In the past, Breyer has served on a number of public and private boards, including: Facebook from April, 2005 to June, 2013 where he was a Chairman of the Compensation Committee; Wal-Mart Stores, Inc., as the lead/presiding independent director from 2001 until he resigned in June 2013; Marvel Entertainment as founding Chairman of the Strategic Planning Committee from 2006 until their acquisition by The Walt Disney Company in 2009; News Corporation from 2011 to 2013; Dell Inc., where he was the founding Chairman of the Strategic Planning and Finance Committee from 2009 until 2013; Brightcove, an online video platform which went public in 2012; and Model N as a founding investor and board member. Breyer is a member of the Council on Foreign Relations, Pacific Community Ventures, and TechNet. Jim is a Trustee of the Metropolitan Museum of Art, where his wife, Angela Chao, was also a Member of the Chairman's Council, and a Trustee of the San Francisco Museum of Modern Art.

Breyer has previously held a number of other leadership positions, including: Chairman of the National Venture Capital Association (NVCA); President of the Western Association of Venture Capitalists; Member of the Board of the Associates of the Harvard Business School; Chairman of the Harvard Business School California Research Center; and Chairman of the Silicon Valley region committee for Stanford University's Campaign for Undergraduate Education.

Jim Breyer's economic commentary and analysis regarding international market movements and investment trends have been cited in various financial publications, including Fortune, the New York Times and Business Insider.

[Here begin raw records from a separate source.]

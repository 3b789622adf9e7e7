//! Configuration loading and management for the bonus reconciliation engine.
//!
//! This module loads the bonus policy, the per-employee override table, and
//! the column layouts of every input workbook from YAML files.
//!
//! # Example
//!
//! ```no_run
//! use bonus_recon::config::ConfigLoader;
//!
//! let config = ConfigLoader::load("./config/bonus_2025").unwrap();
//! println!("Reference date: {}", config.policy().reference_date);
//! ```

mod loader;
mod types;

pub use loader::ConfigLoader;
pub use types::{
    BonusConfig, BonusPolicy, ColumnRef, HrLayout, HrSheetLayout, LayoutConfig, LedgerLayout,
    OverrideSheetLayout, OverrideTable, SalaryLayout, ServiceTier,
};
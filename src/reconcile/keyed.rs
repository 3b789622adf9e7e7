//! Sheets keyed by an employee-code column.
//!
//! The HR workbook, the ledgers and the override workbook share one shape:
//! a header row holding an employee-code column, then one row per entry.

use crate::calculation::{find_column, find_header_row, resolve_column};
use crate::config::ColumnRef;
use crate::models::{CellValue, EmployeeKey, Sheet};

/// A sheet whose header row and code column were found.
#[derive(Debug, Clone, Copy)]
pub(crate) struct KeyedSheet<'a> {
    pub name: &'a str,
    pub header_row: usize,
    pub code_column: usize,
    pub name_column: Option<usize>,
    rows: &'a [Vec<CellValue>],
}

impl<'a> KeyedSheet<'a> {
    /// Locates the header row: a code label plus at least one of the
    /// companion labels. Without companions the code label alone is enough.
    pub fn locate(
        sheet: &'a Sheet,
        code_labels: &[String],
        companions: &[&str],
        name: Option<&ColumnRef>,
        scan_rows: usize,
    ) -> Option<Self> {
        let candidate_sets: Vec<Vec<String>> = if companions.is_empty() {
            code_labels.iter().map(|label| vec![label.clone()]).collect()
        } else {
            code_labels
                .iter()
                .flat_map(|code| {
                    companions
                        .iter()
                        .map(move |companion| vec![code.clone(), companion.to_string()])
                })
                .collect()
        };
        let header_row = find_header_row(&sheet.rows, &candidate_sets, scan_rows)?;
        let header = &sheet.rows[header_row];
        let code_column = find_column(header, code_labels)?;

        Some(Self {
            name: &sheet.name,
            header_row,
            code_column,
            name_column: name.and_then(|column| resolve_column(header, column)),
            rows: &sheet.rows,
        })
    }

    /// The header row cells.
    pub fn header(&self) -> &'a [CellValue] {
        &self.rows[self.header_row]
    }

    /// Resolves another column against the header row.
    pub fn column(&self, column: &ColumnRef) -> Option<usize> {
        resolve_column(self.header(), column)
    }

    /// Data rows with their employee key and display name.
    ///
    /// Rows with neither a code nor a name, and total rows, are skipped.
    pub fn records(self) -> impl Iterator<Item = (EmployeeKey, String, &'a [CellValue])> {
        self.rows
            .iter()
            .skip(self.header_row + 1)
            .filter_map(move |row| {
                let text = |col: Option<usize>| {
                    col.and_then(|c| row.get(c))
                        .map(|cell| cell.text().trim().to_string())
                        .unwrap_or_default()
                };
                let code = text(Some(self.code_column));
                let name = text(self.name_column);
                if code.to_uppercase().contains("TOTAL") || name.to_uppercase().contains("TOTAL") {
                    return None;
                }
                let key = EmployeeKey::from_code_or_name(&code, &name)?;
                Some((key, name, row.as_slice()))
            })
    }
}

/// Reads a cell of `row`, or an empty cell when the column is absent.
pub(crate) fn cell_at(row: &[CellValue], column: Option<usize>) -> &CellValue {
    static EMPTY: CellValue = CellValue::Empty;
    column.and_then(|c| row.get(c)).unwrap_or(&EMPTY)
}
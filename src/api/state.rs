//! Application state for the reconciliation API.

use std::sync::{Arc, Mutex};

use crate::config::ConfigLoader;
use crate::reconcile::{AuditLog, AuditSink, TracingAuditSink};

/// Shared application state.
///
/// Holds the loaded configuration and the audit log, so a run is sent to
/// the sink once no matter how many requests reproduce it.
#[derive(Clone)]
pub struct AppState {
    config: Arc<ConfigLoader>,
    audit_log: Arc<Mutex<AuditLog>>,
    audit_sink: Arc<dyn AuditSink>,
}

impl AppState {
    /// Creates a state that audits through `tracing`.
    pub fn new(config: ConfigLoader) -> Self {
        Self::with_audit_sink(config, Arc::new(TracingAuditSink))
    }

    /// Creates a state with a specific audit sink.
    pub fn with_audit_sink(config: ConfigLoader, audit_sink: Arc<dyn AuditSink>) -> Self {
        Self {
            config: Arc::new(config),
            audit_log: Arc::new(Mutex::new(AuditLog::new())),
            audit_sink,
        }
    }

    /// Returns a reference to the configuration loader.
    pub fn config(&self) -> &ConfigLoader {
        &self.config
    }

    pub(crate) fn audit_log(&self) -> &Mutex<AuditLog> {
        &self.audit_log
    }

    pub(crate) fn audit_sink(&self) -> &dyn AuditSink {
        self.audit_sink.as_ref()
    }
}
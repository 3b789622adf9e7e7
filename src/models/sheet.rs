//! Workbook and worksheet models.
//!
//! This is the engine's view of a decoded spreadsheet: an ordered list of
//! named sheets, each a 2-D grid of [`CellValue`]s. Rows may be ragged.

use serde::{Deserialize, Serialize};

use super::CellValue;

static EMPTY_CELL: CellValue = CellValue::Empty;

/// A single worksheet.
#[derive(Debug, Clone, PartialEq, Default, Serialize, Deserialize)]
pub struct Sheet {
    /// The worksheet name as shown on its tab.
    pub name: String,
    /// Cell grid, row-major, zero-based.
    #[serde(default)]
    pub rows: Vec<Vec<CellValue>>,
}

impl Sheet {
    /// Creates a sheet from a name and a row grid.
    pub fn new(name: impl Into<String>, rows: Vec<Vec<CellValue>>) -> Self {
        Self {
            name: name.into(),
            rows,
        }
    }

    /// Returns the cell at `(row, col)`, or an empty cell outside the grid.
    pub fn cell(&self, row: usize, col: usize) -> &CellValue {
        self.rows
            .get(row)
            .and_then(|r| r.get(col))
            .unwrap_or(&EMPTY_CELL)
    }
}

/// An ordered collection of worksheets.
///
/// # Example
///
/// ```
/// use bonus_recon::models::{CellValue, Sheet, Workbook};
///
/// let workbook = Workbook::new(vec![Sheet::new(
///     "Nov-24",
///     vec![vec![CellValue::from("Code"), CellValue::from("Gross")]],
/// )]);
/// assert_eq!(workbook.sheet_names(), vec!["Nov-24"]);
/// ```
#[derive(Debug, Clone, PartialEq, Default, Serialize, Deserialize)]
pub struct Workbook {
    /// Sheets in tab order.
    pub sheets: Vec<Sheet>,
}

impl Workbook {
    /// Creates a workbook from its sheets.
    pub fn new(sheets: Vec<Sheet>) -> Self {
        Self { sheets }
    }

    /// Returns the sheet names in tab order.
    pub fn sheet_names(&self) -> Vec<&str> {
        self.sheets.iter().map(|s| s.name.as_str()).collect()
    }
}

/// Helpers for building cell grids in tests and benchmarks.
#[cfg(test)]
pub(crate) fn text_row(cells: &[&str]) -> Vec<CellValue> {
    cells.iter().map(|c| CellValue::from(*c)).collect()
}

==Awards and achievements==
For three consecutive years, from 2011 to 2013, Forbes has ranked Jim Breyer number one on the Forbes Midas List of Tech's Top Investors. Breyer received the Silicon Valley Forum's Visionary Award in 2012. He was also named to the Vanity Fair New Establishment Hall of Fame in 2012. In 2014, Breyer was given a Lifetime Achievement Award by Venture Capital Journal. In 2014, he received the Golden Plate Award of the American Academy of Achievement presented by Awards Council member Justice Anthony Kennedy during the International Achievement Summit in San Francisco. In 2024, the University of Texas at Austin recognized Breyer with the Presidential Citation Award.

==Politics==
In April 2013, a lobbying group called FWD.us (aimed at lobbying for immigration reform and improvements to education) was launched, with Jim Breyer listed as one of the founders. Breyer was at a time mistakenly registered as a member of the American Independent Party, and has since re-registered as an independent.

==Personal life==
Breyer was married to the CEO of Foremost Group, philanthropist Angela Chao, the youngest sister of Elaine Chao and the widow of Bruce Wasserstein, until her death in February 2024. They had a son who was three years old when Chao died. Elaine Chao, the former U.S. Secretary of Transportation, is married to Senate Minority Leader Mitch McConnell, making Breyer and McConnell brothers-in-law.

Breyer was previously married to his college sweetheart and impressionist artist Susan Zaroff, with whom he had three children, Emily, Daniel, and Theodore (Ted). They divorced in 2004. Daniel and Ted are partners at Breyer Capital and co-founders of Breyer Labs, a bootstrapped cryptocurrency fund.